(December 15, 2020 at 11:25 am)Eleven Wrote: Correct me if I am wrong, but science is not in the business of discovering god or the soul.
What we have, then, is a philosophy of what-ifs that like to pretend at reality.
I would say science is very much in the business of discovering anything that does and can or has the possibility to exist. This does include god and soul.
God, as it is commonly posited, is an intelligent being with intent and behavior—capable of performing action—in the language of science this means to be able to persist through space and time and be able to manipulate mass & energy. Even at a very basic level, this has physics, chemistry, biology written all over it.

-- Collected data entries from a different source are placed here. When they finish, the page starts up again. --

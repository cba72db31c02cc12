use ferrous_wire::{Container, DiError};
use std::fmt;
use std::sync::atomic::{AtomicUsize, Ordering};
use std::sync::Arc;

#[derive(Debug)]
struct Reader {
    id: u32,
}

#[derive(Debug)]
struct Writer {
    id: u32,
}

#[derive(Debug)]
struct Settings {
    base: u32,
}

#[test]
fn test_multi_output_seeds_siblings() {
    let calls = Arc::new(AtomicUsize::new(0));
    let counter = calls.clone();

    let mut container = Container::new();
    container
        .provide_many(move || {
            counter.fetch_add(1, Ordering::SeqCst);
            (Reader { id: 1 }, Writer { id: 2 })
        })
        .unwrap();

    let reader = container.resolve::<Reader>().unwrap();
    assert!(container.is_cached::<Writer>());

    let writer = container.resolve::<Writer>().unwrap();
    assert_eq!((reader.id, writer.id), (1, 2));
    assert_eq!(calls.load(Ordering::SeqCst), 1);
}

#[test]
fn test_multi_output_with_dependencies() {
    let mut container = Container::new();
    container.provide(|| Settings { base: 10 }).unwrap();
    container
        .provide_many(|s: Arc<Settings>| (Reader { id: s.base + 1 }, Writer { id: s.base + 2 }))
        .unwrap();

    let ids = container
        .invoke(|w: Arc<Writer>, r: Arc<Reader>| (r.id, w.id))
        .unwrap();
    assert_eq!(ids, (11, 12));
}

#[test]
fn test_multi_output_claims_every_type() {
    let mut container = Container::new();
    container.provide(|| Writer { id: 0 }).unwrap();

    let err = container
        .provide_many(|| (Reader { id: 1 }, Writer { id: 2 }))
        .unwrap_err();

    assert!(matches!(err, DiError::DuplicateProvider(name) if name.ends_with("Writer")));
    // Nothing from the rejected constructor was registered
    assert!(!container.contains::<Reader>());
    assert_eq!(container.provider_count(), 1);
}

#[test]
fn test_multi_output_repeated_type_rejected() {
    let mut container = Container::new();
    let err = container
        .provide_many(|| (Reader { id: 1 }, Reader { id: 2 }))
        .unwrap_err();

    assert!(matches!(err, DiError::DuplicateProvider(_)));
    assert_eq!(container.provider_count(), 0);
}

#[derive(Debug)]
struct HandshakeFailed;

impl fmt::Display for HandshakeFailed {
    fn fmt(&self, f: &mut fmt::Formatter<'_>) -> fmt::Result {
        f.write_str("handshake failed")
    }
}

impl std::error::Error for HandshakeFailed {}

#[test]
fn test_fallible_multi_output() {
    let mut container = Container::new();
    container
        .try_provide_many(|| -> Result<(Reader, Writer), HandshakeFailed> { Err(HandshakeFailed) })
        .unwrap();

    match container.resolve::<Writer>() {
        Err(DiError::Constructor { type_name, cause }) => {
            assert!(type_name.ends_with("Writer"));
            assert!(cause.downcast_ref::<HandshakeFailed>().is_some());
        }
        other => panic!("expected constructor failure, got {:?}", other.err()),
    }
    assert!(!container.is_cached::<Reader>());
    assert!(!container.is_cached::<Writer>());
}

#[test]
fn test_fallible_multi_output_success() {
    let mut container = Container::new();
    container
        .try_provide_many(|| Ok::<_, HandshakeFailed>((Reader { id: 3 }, Writer { id: 4 }, 5u8)))
        .unwrap();

    let total = container
        .invoke(|r: Arc<Reader>, w: Arc<Writer>, n: Arc<u8>| r.id + w.id + *n as u32)
        .unwrap();
    assert_eq!(total, 12);
}

#[test]
fn test_error_type_is_not_providable() {
    let mut container = Container::new();
    container
        .try_provide(|| Ok::<_, HandshakeFailed>(Settings { base: 1 }))
        .unwrap();

    assert!(container.contains::<Settings>());
    assert!(!container.contains::<HandshakeFailed>());
}

#[test]
fn test_result_element_rejects_whole_tuple() {
    let mut container = Container::new();
    let err = container
        .provide_many(|| (Reader { id: 1 }, Ok::<_, HandshakeFailed>(Writer { id: 2 })))
        .unwrap_err();

    assert!(matches!(err, DiError::ResultOutput(name) if name.contains("Writer")));
    assert!(!container.contains::<Reader>());
    assert_eq!(container.provider_count(), 0);
}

Soul is supposedly an extension to life after death —so this is more specific to chemistry and biology. Because matter, or underlying energy of the unique body of a living organism that made it is never really lost as per law of conservation of energy—however it is not usable in any manner that is meaningful to our human perception. Biologically speaking the molecules that made up the body are recycled and some of it is perhaps part of various other organisms. Realistically we are made up many others who lived previously if that’s taken on its face value.
To some extent “soul” has lost its meaning in modern times—the “soul” of 21st century is “consciousness” which many confuse with also something to do with quantum physics (due to one of its poor formulated interpretations, where an observer is causing reality to take form) and now every Douglas and Harris who doesn’t want to go the “soul” way because it’s just too magical for our 21st century appetite, goes the “consciousness“ way—and what is consciousness? Your guess is as good as mine but there seems to some consensus among philosophers: it’s the subjective experience of an object (object and not just living organisms as, as per panpsychism, everything including rocks and oak tree and grain of sand have consciousness).
Roger Penrose, who is recipient of 2020 Nobel Prize believes in Panpsychism. Erwin Schrodinger believed in it— Bertrand Russell believed in a version of it.
However, it’s one thing for scientists to hypothesize something like this, it’s quite another for layman to eagerly latch on to something to validate their primitive religious beliefs through new hypotheses that may never materialize.